Court Opinion

ID: 9701415
Source: CourtListenerOpinion
Date Created: 2023-08-25 22:19:17.690025+00
Date Added: 2024-06-11T18:21:23.595862
License: Public Domain

MURRY B. COHEN, Justice,
concurring.
I agree this case should be affirmed, but because I do not agree wholly with the rationale of either Justice Smith or Justice Taft, I respectfully concur.
I agree with Justice Smith that a jury is presumed to follow the instructions in the court’s charge and also agree that such presumption can be rebutted. I would not apply that presumption in this case, however. Here, the prosecutor repeatedly and specifically argued against the charge, and instead of defending the charge by sustaining appellant’s objection, the judge overruled appellant’s objection and allowed the prosecutor to continue. I assume the judge did so because, as we all agree, the prosecutor’s argument was a correct statement of Texas law and of the allegations in the information, while the application paragraph of the jury charge was an incorrect statement of the law.1
I also agree with Justice Smith that allowing the prosecutor to argue against the charge was error. Justice Taft believes this was not error. Thus, the question is squarely presented: Is it error for a prosecutor to argue against the court’s charge and tell the jury the law is different than in the court’s charge, even if the prosecutor is right and the charge is wrong? In my opinion, such conduct by a prosecutor, or any other attorney, is error.
There must be order in our courts, and judges must impose it. Judges impose order by giving jurors written instructions. If the instructions are incorrect, the prosecutor should object and request their correction. The prosecutor here did not do that. If he had and the judge had erroneously refused the correction, then the prosecutor, like the jury, should have followed that charge, not subverted it. Otherwise, order would be lost; the prosecutor will have replaced the judge as the master of the courtroom.
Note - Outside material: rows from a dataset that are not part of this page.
//! The boundary facade handed to collaborators.
//!
//! `Tracker` owns the entity store and the save coordinator and exposes
//! the full contract: queries, suggestion/difference lists, award checks,
//! mutation entry points, and save control. Reads never fail outward;
//! internal errors degrade to empty results after a warning. Mutations
//! arm the debounced flush; dropping the tracker plays the role of app
//! suspension and flushes immediately.

use crate::awards::{self, Award};
use crate::error::Result;
use crate::model::{EntityKind, Issue, Tag};
use crate::query::{self, FilterRequest};
use crate::storage::{IssueUpdate, SaveCoordinator, TrackerStore};
use crate::sync;
use std::path::{Path, PathBuf};
use std::time::{Duration, Instant};

pub struct Tracker {
    store: TrackerStore,
    saver: SaveCoordinator,
    snapshot_path: PathBuf,
}

impl Tracker {
    /// Open a tracker over the database at `db_path`, flushing snapshots
    /// to `snapshot_path` after `save_delay` of quiet.
    ///
    /// # Errors
    ///
    /// Returns an error if the database cannot be opened.
    pub fn open(db_path: &Path, snapshot_path: PathBuf, save_delay: Duration) -> Result<Self> {
        Ok(Self {
            store: TrackerStore::open(db_path)?,
            saver: SaveCoordinator::new(save_delay),
            snapshot_path,
        })
    }

    /// In-memory tracker for tests and previews.
    ///
    /// # Errors
    ///
    /// Returns an error if the database cannot be opened.
    pub fn open_memory(snapshot_path: PathBuf, save_delay: Duration) -> Result<Self> {
        Ok(Self {
            store: TrackerStore::open_memory()?,
            saver: SaveCoordinator::new(save_delay),
            snapshot_path,
        })
    }

    #[must_use]
    pub const fn store(&self) -> &TrackerStore {
        &self.store
    }

    // === Reads (never fail outward) ===

    /// Evaluate a filter request. Errors degrade to an empty list.
    #[must_use]
    pub fn list_issues(&self, request: &FilterRequest) -> Vec<Issue> {
        query::list_issues(&self.store, request).unwrap_or_else(|err| {
            tracing::warn!(error = %err, "list_issues failed; returning empty");
            vec![]
        })
    }

    /// Tag suggestions for raw filter text. Errors degrade to empty.
    #[must_use]
    pub fn suggest_tags(&self, raw: &str) -> Vec<Tag> {
        query::suggest_tags(&self.store, raw).unwrap_or_else(|err| {
            tracing::warn!(error = %err, "suggest_tags failed; returning empty");
            vec![]
        })
    }

    /// Tags not yet attached to the issue. Errors degrade to empty.
    #[must_use]
    pub fn missing_tags(&self, issue_id: &str) -> Vec<Tag> {
        query::missing_tags(&self.store, issue_id).unwrap_or_else(|err| {
            tracing::warn!(error = %err, "missing_tags failed; returning empty");
            vec![]
        })
    }

    /// Whether the award's threshold is met right now.
    #[must_use]
    pub fn has_earned(&self, award: &Award) -> bool {
        awards::has_earned(&self.store, award)
    }

    /// The static award catalog.
    #[must_use]
    pub fn awards(&self) -> &'static [Award] {
        awards::all_awards()
    }

    /// Entity count. Errors degrade to zero.
    #[must_use]
    pub fn count(&self, kind: EntityKind) -> usize {
        self.store.count(kind).unwrap_or_else(|err| {
            tracing::warn!(error = %err, "count failed; returning 0");
            0
        })
    }

    /// Count the issues a filter request matches. Errors degrade to zero.
    #[must_use]
    pub fn count_matching(&self, request: &FilterRequest) -> usize {
        query::count_issues(&self.store, request).unwrap_or_else(|err| {
            tracing::warn!(error = %err, "count_matching failed; returning 0");
            0
        })
    }

    // === Mutations ===

    /// Create a tag and schedule a coalesced save.
    ///
    /// # Errors
    ///
    /// Returns an error if the store write fails.
    pub fn new_tag(&mut self, name: Option<&str>) -> Result<Tag> {
        let tag = self.store.create_tag(name)?;
        self.record_mutation();
        Ok(tag)
    }

    /// Create an issue, optionally attached to the active tag.
    ///
    /// # Errors
    ///
    /// Returns an error if the store write fails or the tag is unknown.
    pub fn new_issue(&mut self, attach_to: Option<&str>) -> Result<Issue> {
        let issue = self.store.create_issue(attach_to)?;
        self.record_mutation();
        Ok(issue)
    }

    /// Apply a partial issue edit.
    ///
    /// # Errors
    ///
    /// Returns an error if the issue is unknown or the write fails.
    pub fn update_issue(&mut self, issue_id: &str, updates: &IssueUpdate) -> Result<Issue> {
        let issue = self.store.update_issue(issue_id, updates)?;
        self.record_mutation();
        Ok(issue)
    }

    /// Rename a tag.
    ///
    /// # Errors
    ///
    /// Returns an error if the tag is unknown or the write fails.
    pub fn rename_tag(&mut self, tag_id: &str, name: &str) -> Result<Tag> {
        let tag = self.store.rename_tag(tag_id, name)?;
        self.record_mutation();
        Ok(tag)
    }

    /// Attach a tag to an issue.
    ///
    /// # Errors
    ///
    /// Returns an error if either entity is unknown.
    pub fn add_tag_to_issue(&mut self, issue_id: &str, tag_id: &str) -> Result<()> {
        self.store.add_tag_to_issue(issue_id, tag_id)?;
        self.record_mutation();
        Ok(())
    }

    /// Detach a tag from an issue.
    ///
    /// # Errors
    ///
    /// Returns an error if either entity is unknown.
    pub fn remove_tag_from_issue(&mut self, issue_id: &str, tag_id: &str) -> Result<()> {
        self.store.remove_tag_from_issue(issue_id, tag_id)?;
        self.record_mutation();
        Ok(())
    }

    /// Delete a tag; its issues survive.
    ///
    /// # Errors
    ///
    /// Returns an error if the tag is unknown.
    pub fn delete_tag(&mut self, tag_id: &str) -> Result<()> {
        self.store.delete_tag(tag_id)?;
        self.record_mutation();
        Ok(())
    }

    /// Delete an issue.
    ///
    /// # Errors
    ///
    /// Returns an error if the issue is unknown.
    pub fn delete_issue(&mut self, issue_id: &str) -> Result<()> {
        self.store.delete_issue(issue_id)?;
        self.record_mutation();
        Ok(())
    }

    /// Delete everything, atomically.
    ///
    /// # Errors
    ///
    /// Returns an error if the batch fails (store left unchanged).
    pub fn delete_all(&mut self) -> Result<()> {
        self.store.delete_all()?;
        self.record_mutation();
        Ok(())
    }

    /// Populate sample tags and issues.
    ///
    /// # Errors
    ///
    /// Returns an error if any insert fails (rolled back as one batch).
    pub fn create_sample_data(&mut self, tag_count: usize, issues_per_tag: usize) -> Result<()> {
        self.store.create_sample_data(tag_count, issues_per_tag)?;
        self.record_mutation();
        Ok(())
    }

    // === Save coordination ===

    /// Arm (or re-arm) the debounced flush. Rapid calls coalesce into a
    /// single pending deadline.
    pub fn record_mutation(&mut self) {
        self.saver.record_mutation(Instant::now());
    }

    /// Fire the pending flush if its deadline has passed. Returns whether
    /// a snapshot write actually happened.
    pub fn poll_save(&mut self) -> bool {
        if self.saver.take_due(Instant::now()) {
            return self.flush_to_snapshot();
        }
        false
    }

    /// Immediate flush: cancels any pending deadline and writes the
    /// snapshot if the store is dirty. Idempotent; a clean store is a
    /// no-op. Returns whether a write happened.
    pub fn save(&mut self) -> bool {
        self.saver.cancel();
        self.flush_to_snapshot()
    }

    /// The remote replica changed. Refresh the store from the snapshot;
    /// merge logic lives in the replication layer, not here. A failed
    /// refresh leaves the local store authoritative.
    pub fn on_remote_change(&mut self) {
        if let Err(err) = sync::import_snapshot(&mut self.store, &self.snapshot_path) {
            tracing::warn!(error = %err, "snapshot refresh failed; keeping local state");
        }
    }

    fn flush_to_snapshot(&mut self) -> bool {
        match self.store.is_dirty() {
            Ok(false) => return false,
            Ok(true) => {}
            Err(err) => {
                // Unreadable flag: flushing a clean store is harmless,
                // skipping a dirty one is not
                tracing::warn!(error = %err, "dirty flag unreadable; flushing anyway");
            }
        }

        match sync::export_snapshot(&self.store, &self.snapshot_path) {
            Ok(()) => {
                if let Err(err) = self.store.clear_dirty() {
                    tracing::warn!(error = %err, "flushed but could not clear dirty flag");
                }
                true
            }
            Err(err) => {
                // Store stays authoritative, dirty flag stays set, a
                // later flush retries
                tracing::warn!(error = %err, "snapshot flush failed; changes retained");
                false
            }
        }
    }
}

impl Drop for Tracker {
    fn drop(&mut self) {
        // Suspension path: whatever is unsaved goes out now
        self.save();
    }
}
At this point, I begin to agree with Justice Taft. All our cases that reverse because the prosecutor told the jury to disregard the charge are ones where the charge stated the law correctly, the prosecutor stated the law incorrectly, and therefore, by arguing against the charge, the prosecutor was urging the jury to disregard the law. Obviously, that is the opposite of this case.
*418Here, the charge was wrong, the prosecutor was right, and by arguing against the charge, the prosecutor was urging the jury to follow the law as found in our statute and as alleged in the information. That could not have harmed appellant because he had no right to be tried under law more favorable than the legislature has enacted.
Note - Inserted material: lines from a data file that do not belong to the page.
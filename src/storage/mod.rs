//! Durable storage: SQLite entity store, schema, and save coordination.

pub mod save;
pub mod schema;
pub mod sqlite;

pub use save::{SaveCoordinator, SaveState};
pub use sqlite::{IssueUpdate, TrackerStore};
If the jury followed the law as described by the prosecutor, appellant got the protection the law allows. If the jury followed the law as described in the charge, appellant got more protection than the law allows. In no case did appellant get less protection than the law allows.
Nor is there an issue of surprise. Because both the DWI statute and this particular information allowed conviction if appellant had lost either of his faculties, appellant could not have been surprised by the erroneous charge, except pleasantly upon receiving an undeserved and unexpected windfall that incorrectly raised the State’s burden of proof. That is not harmful error; it is beneficial error.
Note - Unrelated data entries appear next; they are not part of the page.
//! Filter composition and query evaluation.
//!
//! A [`FilterRequest`] is an explicit value describing one query: scope,
//! free-text search, extra tag tokens, priority/status constraints, and a
//! sort specification. [`build_predicate`] compiles it into an AND-ed
//! clause set with bound parameters; the listing functions evaluate the
//! result against the store. Read operations are side-effect-free and
//! re-derive results on every call.

use crate::error::Result;
use crate::model::{Issue, Priority, Tag};
use crate::storage::TrackerStore;
use crate::storage::sqlite::issue_from_row;
use crate::util::time::format_ts;
use chrono::{DateTime, Duration, Utc};
use std::fmt;
use std::str::FromStr;

/// Character that activates tag suggestions in raw filter text.
pub const SUGGESTION_TRIGGER: char = '#';

/// Primary scope of a filter request. Exactly one scope clause is always
/// present; "no filter selected" is the all-time smart scope.
#[derive(Debug, Clone, PartialEq, Eq)]
pub enum Scope {
    /// Issues whose modification date is newer than the cutoff.
    Smart { cutoff: DateTime<Utc> },
    /// Issues carrying one specific tag. The date cutoff does not apply.
    Tag { tag_id: String },
}

impl Scope {
    /// All issues, any age.
    #[must_use]
    pub const fn all() -> Self {
        Self::Smart {
            cutoff: DateTime::<Utc>::UNIX_EPOCH,
        }
    }

    /// Issues modified within the last `days` days.
    #[must_use]
    pub fn recent(days: i64) -> Self {
        Self::Smart {
            cutoff: Utc::now() - Duration::days(days),
        }
    }
}

impl Default for Scope {
    fn default() -> Self {
        Self::all()
    }
}

/// Completion-status constraint.
#[derive(Debug, Clone, Copy, Default, PartialEq, Eq)]
pub enum StatusFilter {
    #[default]
    All,
    Open,
    Closed,
}

impl StatusFilter {
    #[must_use]
    pub const fn as_str(self) -> &'static str {
        match self {
            Self::All => "all",
            Self::Open => "open",
            Self::Closed => "closed",
        }
    }
}

impl fmt::Display for StatusFilter {
    fn fmt(&self, f: &mut fmt::Formatter<'_>) -> fmt::Result {
        write!(f, "{}", self.as_str())
    }
}

impl FromStr for StatusFilter {
    type Err = crate::error::TrackerError;

    fn from_str(s: &str) -> Result<Self> {
        match s.to_lowercase().as_str() {
            "all" => Ok(Self::All),
            "open" => Ok(Self::Open),
            "closed" => Ok(Self::Closed),
            other => Err(crate::error::TrackerError::InvalidStatus {
                status: other.to_string(),
            }),
        }
    }
}

/// Timestamp the result list is ordered by.
#[derive(Debug, Clone, Copy, Default, PartialEq, Eq)]
pub enum SortField {
    #[default]
    Created,
    Modified,
}

impl SortField {
    const fn column(self) -> &'static str {
        match self {
            Self::Created => "created_at",
            Self::Modified => "modified_at",
        }
    }
}

impl FromStr for SortField {
    type Err = crate::error::TrackerError;

    fn from_str(s: &str) -> Result<Self> {
        match s.to_lowercase().as_str() {
            "created" | "created_at" => Ok(Self::Created),
            "modified" | "modified_at" => Ok(Self::Modified),
            other => Err(crate::error::TrackerError::validation(
                "sort",
                format!("unknown sort field '{other}' (use created or modified)"),
            )),
        }
    }
}

/// One query, described as a value. Never persisted.
#[derive(Debug, Clone)]
pub struct FilterRequest {
    pub scope: Scope,
    /// Raw filter text, matched against titles and content. A leading
    /// [`SUGGESTION_TRIGGER`] additionally activates tag suggestions.
    pub search: String,
    /// Additional required tag IDs. Every token must match (AND).
    pub tokens: Vec<String>,
    /// Gate for the priority and status constraints.
    pub filter_enabled: bool,
    /// Exact priority to match; `None` means any.
    pub priority: Option<Priority>,
    pub status: StatusFilter,
    pub sort: SortField,
    pub newest_first: bool,
}

impl Default for FilterRequest {
    fn default() -> Self {
        Self {
            scope: Scope::default(),
            search: String::new(),
            tokens: vec![],
            filter_enabled: false,
            priority: None,
            status: StatusFilter::All,
            sort: SortField::default(),
            newest_first: true,
        }
    }
}

/// A compiled filter: AND-ed SQL clauses plus bound parameters.
pub struct Predicate {
    clauses: Vec<String>,
    params: Vec<Box<dyn rusqlite::ToSql>>,
}

impl Predicate {
    fn push(&mut self, clause: impl Into<String>) {
        self.clauses.push(clause.into());
    }

    fn bind(&mut self, param: impl rusqlite::ToSql + 'static) {
        self.params.push(Box::new(param));
    }

    /// Render the WHERE fragment. The clause set is never empty because
    /// the scope clause is always emitted.
    #[must_use]
    pub fn where_sql(&self) -> String {
        format!("WHERE {}", self.clauses.join(" AND "))
    }

    #[must_use]
    pub fn param_refs(&self) -> Vec<&dyn rusqlite::ToSql> {
        self.params.iter().map(AsRef::as_ref).collect()
    }

    #[must_use]
    pub fn clause_count(&self) -> usize {
        self.clauses.len()
    }
}

const TAG_MEMBERSHIP: &str = "id IN (SELECT issue_id FROM issue_tags WHERE tag_id = ?)";

/// Compile a filter request into its predicate.
///
/// Clause order mirrors composition precedence: scope, text, tokens,
/// then the gated priority/status constraints.
#[must_use]
pub fn build_predicate(request: &FilterRequest) -> Predicate {
    let mut predicate = Predicate {
        clauses: vec![],
        params: vec![],
    };

    match &request.scope {
        Scope::Tag { tag_id } => {
            predicate.push(TAG_MEMBERSHIP);
            predicate.bind(tag_id.clone());
        }
        Scope::Smart { cutoff } => {
            predicate.push("modified_at > ?");
            predicate.bind(format_ts(*cutoff));
        }
    }

    let text = request.search.trim();
    if !text.is_empty() {
        predicate.push("(title LIKE ? OR content LIKE ?)");
        let pattern = format!("%{text}%");
        predicate.bind(pattern.clone());
        predicate.bind(pattern);
    }

    // Each token is its own AND-ed membership clause: an issue must carry
    // all listed tags, not any of them.
    for token in &request.tokens {
        predicate.push(TAG_MEMBERSHIP);
        predicate.bind(token.clone());
    }

    if request.filter_enabled {
        if let Some(priority) = request.priority {
            predicate.push("priority = ?");
            predicate.bind(priority.0);
        }
        if request.status != StatusFilter::All {
            predicate.push("completed = ?");
            predicate.bind(i32::from(request.status == StatusFilter::Closed));
        }
    }

    predicate
}

/// Render the ORDER BY fragment. Ties always break on issue ID so repeat
/// calls over unchanged data return the same ordering.
#[must_use]
pub fn order_sql(request: &FilterRequest) -> String {
    let direction = if request.newest_first { "DESC" } else { "ASC" };
    format!(
        "ORDER BY {} {direction}, id ASC",
        request.sort.column()
    )
}

/// Evaluate a filter request, returning the sorted issue list.
///
/// # Errors
///
/// Returns an error if the database query fails.
pub fn list_issues(store: &TrackerStore, request: &FilterRequest) -> Result<Vec<Issue>> {
    let predicate = build_predicate(request);
    let sql = format!(
        "SELECT id, title, content, created_at, modified_at, completed, priority
         FROM issues {} {}",
        predicate.where_sql(),
        order_sql(request)
    );

    let mut stmt = store.connection().prepare(&sql)?;
    let issues = stmt
        .query_map(predicate.param_refs().as_slice(), issue_from_row)?
        .collect::<std::result::Result<Vec<_>, _>>()?;
    Ok(issues)
}

/// Count the issues a filter request matches, without materializing them.
///
/// # Errors
///
/// Returns an error if the database query fails.
pub fn count_issues(store: &TrackerStore, request: &FilterRequest) -> Result<usize> {
    let predicate = build_predicate(request);
    let sql = format!(
        "SELECT COUNT(*) FROM issues {}",
        predicate.where_sql()
    );

    let n: i64 = store
        .connection()
        .query_row(&sql, predicate.param_refs().as_slice(), |row| row.get(0))?;
    Ok(usize::try_from(n).unwrap_or(0))
}

/// Suggest tags for raw filter text.
///
/// Only active when the text starts with [`SUGGESTION_TRIGGER`]. An empty
/// remainder suggests every tag; otherwise the remainder is matched as a
/// case-insensitive substring of the tag name. Sorted by name, then ID.
///
/// # Errors
///
/// Returns an error if the database query fails.
pub fn suggest_tags(store: &TrackerStore, raw: &str) -> Result<Vec<Tag>> {
    let Some(rest) = raw.strip_prefix(SUGGESTION_TRIGGER) else {
        return Ok(vec![]);
    };

    let needle = rest.trim();
    if needle.is_empty() {
        return store.list_tags();
    }

    let mut stmt = store.connection().prepare(
        "SELECT id, name FROM tags WHERE name LIKE ? ORDER BY name COLLATE NOCASE, id",
    )?;
    let tags = stmt
        .query_map([format!("%{needle}%")], |row| {
            Ok(Tag {
                id: row.get(0)?,
                name: row.get(1)?,
            })
        })?
        .collect::<std::result::Result<Vec<_>, _>>()?;
    Ok(tags)
}

/// Every tag not already attached to the issue, in suggestion order.
///
/// # Errors
///
/// Returns an error if the database query fails.
pub fn missing_tags(store: &TrackerStore, issue_id: &str) -> Result<Vec<Tag>> {
    let mut stmt = store.connection().prepare(
        "SELECT id, name FROM tags
         WHERE id NOT IN (SELECT tag_id FROM issue_tags WHERE issue_id = ?)
         ORDER BY name COLLATE NOCASE, id",
    )?;
    let tags = stmt
        .query_map([issue_id], |row| {
            Ok(Tag {
                id: row.get(0)?,
                name: row.get(1)?,
            })
        })?
        .collect::<std::result::Result<Vec<_>, _>>()?;
    Ok(tags)
}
The case of Malik v. State, 953 S.W.2d 234 (Tex.Crim.App.1997), is important to my decision. Under Malik, we no longer measure the sufficiency of the evidence against a charge like this one, i.e., one that incorrectly raises the State’s burden of proof. Rather, we measure it against a hypothetically correct charge. Id. at 240. Under pre-Malik law, if the State had proved that appellant had lost only one faculty, then we would have reversed and acquitted because we would have judged sufficiency of the evidence against the charge actually given, even though it had incorrectly raised the State’s burden of proof by requiring proof of the loss of both faculties. However, after Malik, if the State had proved that appellant had lost only one faculty and the jury nevertheless convicted him under this charge that erroneously required loss of both faculties, we would not reverse. We would affirm because the evidence would have been sufficient measured against a “hypothetically correct” charge, even though insufficient when measured against the incorrect charge actually given. In other words, in judging sufficiency of the evidence, we would disregard an erroneous jury charge like this one. Because that is the way we now judge sufficiency of the evidence, I am confident that this error did not harm appellant.2

. I agree with Justice Taft that the way to cure this error was to amend the charge, rather than to allow the prosecutor to argue against the charge.

. I disagree with any suggestion in Justice Smith’s opinion that this error was harmless because of the strength of the State’s case. In my opinion, the State’s case was weak. It consisted of one police witness, no civilian witnesses, no breath, blood, or urine tests, no accident, and no videotape. It relied completely on one officer’s recollection and opinion, four years after the arrest, of appellant’s symptoms. This evidence, although legally sufficient, is far from the overwhelming evidence that might render an error harmless.